● **Exercise material**

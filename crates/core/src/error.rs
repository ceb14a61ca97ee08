//! Error types for the core domain.

use thiserror::Error;

/// Core domain error type.
#[derive(Debug, Error)]
pub enum Error {
    #[error("invalid hash: {0}")]
    InvalidHash(String),

    #[error("hash mismatch: expected {expected}, got {actual}")]
    HashMismatch { expected: String, actual: String },

    #[error("invalid media type: {0}")]
    InvalidMediaType(String),

    #[error("configuration error: {0}")]
    Config(String),
}

/// Result type alias for core operations.
pub type Result<T> = std::result::Result<T, Error>;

● **Exercise description**
Transcribe the material in full, exactly as it is given.

● **Answer section**
filename crates/core/src/error.rs
repository ceb14a61ca97ee08
//! Error types for the core domain.

use thiserror::Error;

/// Core domain error type.
#[derive(Debug, Error)]
pub enum Error {
    #[error("invalid hash: {0}")]
    InvalidHash(String),

    #[error("hash mismatch: expected {expected}, got {actual}")]
    HashMismatch { expected: String, actual: String },

    #[error("invalid media type: {0}")]
    InvalidMediaType(String),

    #[error("configuration error: {0}")]
    Config(String),
}

/// Result type alias for core operations.
pub type Result<T> = std::result::Result<T, Error>;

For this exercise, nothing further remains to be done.